In September 2009, the IAEA “reiterated that the body has no concrete proof that Iran has or has ever had a nuclear weapons programme,” and a month later, ElBaradei said, “I have been making it very clear that with regard to these alleged studies, we have not seen any use of nuclear material, we have not received any information that Iran has manufactured any part of a nuclear weapon or component. That’s why I say, to present the Iran threat as imminent is hype.”
One wonders what makes the 2007 interview with the “member of the clandestine nuclear supply network” so compelling now.
Despite all the allegations and supposed evidence found in the latest report, the IAEA still “continues to verify the non-diversion of declared nuclear material at the nuclear facilities and LOFs [locations outside facilities, all of which are situated within hospitals] declared by Iran under its Safeguards Agreement,” as it has numerous times a year for nearly a decade. This verification, as affirmed in Article 2 of the IAEA’s 1974 Safeguards Agreement with Iran, is the agency’s “exclusive purpose” with respect to the Iranian nuclear program.

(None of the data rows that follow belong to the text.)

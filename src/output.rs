//! Result types returned by the conversion entry points.

use crate::page::{ImageRegion, Page, RegionOrigin, Settled, TocEntry};
use crate::pipeline::chunk::ChunkReport;
use serde::{Deserialize, Serialize};

/// Everything a conversion produces.
///
/// Region byte payloads are not serialised; persist them with
/// [`ImageRegion::bytes`] (the CLI's `--images-dir` does this).
#[derive(Debug, Clone, Serialize, Deserialize)]
pub struct ConversionOutput {
    /// The merged document in the configured format.
    pub text: String,
    /// All image regions, in page order then discovery order.
    pub images: Vec<ImageRegion>,
    pub pages: Vec<PageSummary>,
    pub chunks: Vec<ChunkReport>,
    pub metadata: DocumentMetadata,
    pub stats: ConversionStats,
}

/// Per-page view of a settled page, without the raster.
#[derive(Debug, Clone, Serialize, Deserialize)]
pub struct PageSummary {
    pub page_number: usize,
    pub outcome: Settled,
    pub regions: Vec<String>,
    pub toc: Vec<TocEntry>,
}

impl From<&Page<Settled>> for PageSummary {
    fn from(page: &Page<Settled>) -> Self {
        Self {
            page_number: page.number,
            outcome: page.outcome().clone(),
            regions: page.regions.iter().map(|r| r.name().to_string()).collect(),
            toc: page.toc.clone(),
        }
    }
}

/// Document-level metadata.
#[derive(Debug, Clone, Default, Serialize, Deserialize)]
pub struct DocumentMetadata {
    pub title: Option<String>,
    pub author: Option<String>,
    pub subject: Option<String>,
    pub creator: Option<String>,
    pub producer: Option<String>,
    pub page_count: usize,
    pub pdf_version: String,
}

/// Counters and timings for one conversion.
#[derive(Debug, Clone, Default, Serialize, Deserialize)]
pub struct ConversionStats {
    pub total_pages: usize,
    /// Pages that settled with content (possibly empty text).
    pub recognized_pages: usize,
    /// Pages settled as failed.
    pub failed_pages: usize,
    pub chunks: usize,
    pub failed_chunks: usize,
    pub embedded_images: usize,
    pub drawing_regions: usize,
    pub toc_entries: usize,
    pub prepass_duration_ms: u64,
    pub dispatch_duration_ms: u64,
    pub total_duration_ms: u64,
}

impl ConversionStats {
    pub(crate) fn count_regions(&mut self, images: &[ImageRegion]) {
        self.embedded_images = images
            .iter()
            .filter(|r| r.origin() == RegionOrigin::Embedded)
            .count();
        self.drawing_regions = images.len() - self.embedded_images;
    }
}

/// Summary returned by [`crate::inspect`].
#[derive(Debug, Clone, Serialize, Deserialize)]
pub struct InspectReport {
    pub metadata: DocumentMetadata,
    /// Outline entries that resolve to a page.
    pub toc: Vec<TocEntry>,
}
use super::{AcceptanceFilter, FilterResult};
use crate::changeset::ChangeSet;

/// Accepts changesets by target database platform.
///
/// A declared dbms entry with a leading `!` excludes that platform; `all`
/// matches every platform and `none` matches no platform. An empty dbms
/// list accepts everything.
pub struct DbmsFilter {
    platform: String,
}

impl DbmsFilter {
    pub fn new(platform: impl Into<String>) -> Self {
        Self {
            platform: platform.into().trim().to_lowercase(),
        }
    }

    pub fn platform(&self) -> &str {
        &self.platform
    }
}

impl AcceptanceFilter for DbmsFilter {
    fn accepts(&self, change_set: &ChangeSet) -> FilterResult {
        if change_set.dbms().is_empty() {
            return FilterResult::accepted("changeset declares no dbms");
        }

        let mut listed = false;
        let mut has_positive = false;

        for entry in change_set.dbms() {
            let entry = entry.trim().to_lowercase();
            if let Some(excluded) = entry.strip_prefix('!') {
                if excluded == self.platform {
                    return FilterResult::rejected(format!(
                        "platform '{}' is excluded by {}",
                        self.platform, change_set
                    ));
                }
                continue;
            }
            if entry == "none" {
                return FilterResult::rejected(format!("{} runs on no platform", change_set));
            }
            has_positive = true;
            if entry == "all" || entry == self.platform {
                listed = true;
            }
        }

        if !has_positive || listed {
            FilterResult::accepted(format!("platform '{}' is accepted", self.platform))
        } else {
            FilterResult::rejected(format!(
                "platform '{}' is not listed by {}",
                self.platform, change_set
            ))
        }
    }
}
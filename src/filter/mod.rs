mod context;
mod dbms;

pub use context::{ContextFilter, ExecutionContext};
pub use dbms::DbmsFilter;

use crate::changeset::ChangeSet;

/// Outcome of an acceptance check, with a human-readable reason.
#[derive(Debug, Clone)]
pub struct FilterResult {
    accepted: bool,
    reason: String,
}

impl FilterResult {
    pub fn accepted(reason: impl Into<String>) -> Self {
        Self {
            accepted: true,
            reason: reason.into(),
        }
    }

    pub fn rejected(reason: impl Into<String>) -> Self {
        Self {
            accepted: false,
            reason: reason.into(),
        }
    }

    pub fn is_accepted(&self) -> bool {
        self.accepted
    }

    pub fn reason(&self) -> &str {
        &self.reason
    }
}

/// Capability boundary for deciding whether a changeset may run under the
/// current execution settings.
pub trait AcceptanceFilter: Send + Sync {
    fn accepts(&self, change_set: &ChangeSet) -> FilterResult;
}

Overall, the release and subsequent fallout of this report, as has been the case so many years now with similar attempts to stoke fear about Iran, feels a lot like this scene from the brilliant 1983 John Landis film Trading Places, with the United States and Israel playing the part of Louis Winthorpe III (Dan Aykroyd) and Iran as Billy Ray Valentine (Eddie Murphy).

Unfortunately, it appears IAEA Director General Yukiya Amano, whose independence and credibility may be irreparably damaged due to his decision to kowtow to Western demands and provide ample fuel to the warmongers’ fire, is unaware that “it ain’t cool being no jive turkey so close to Thanksgiving.”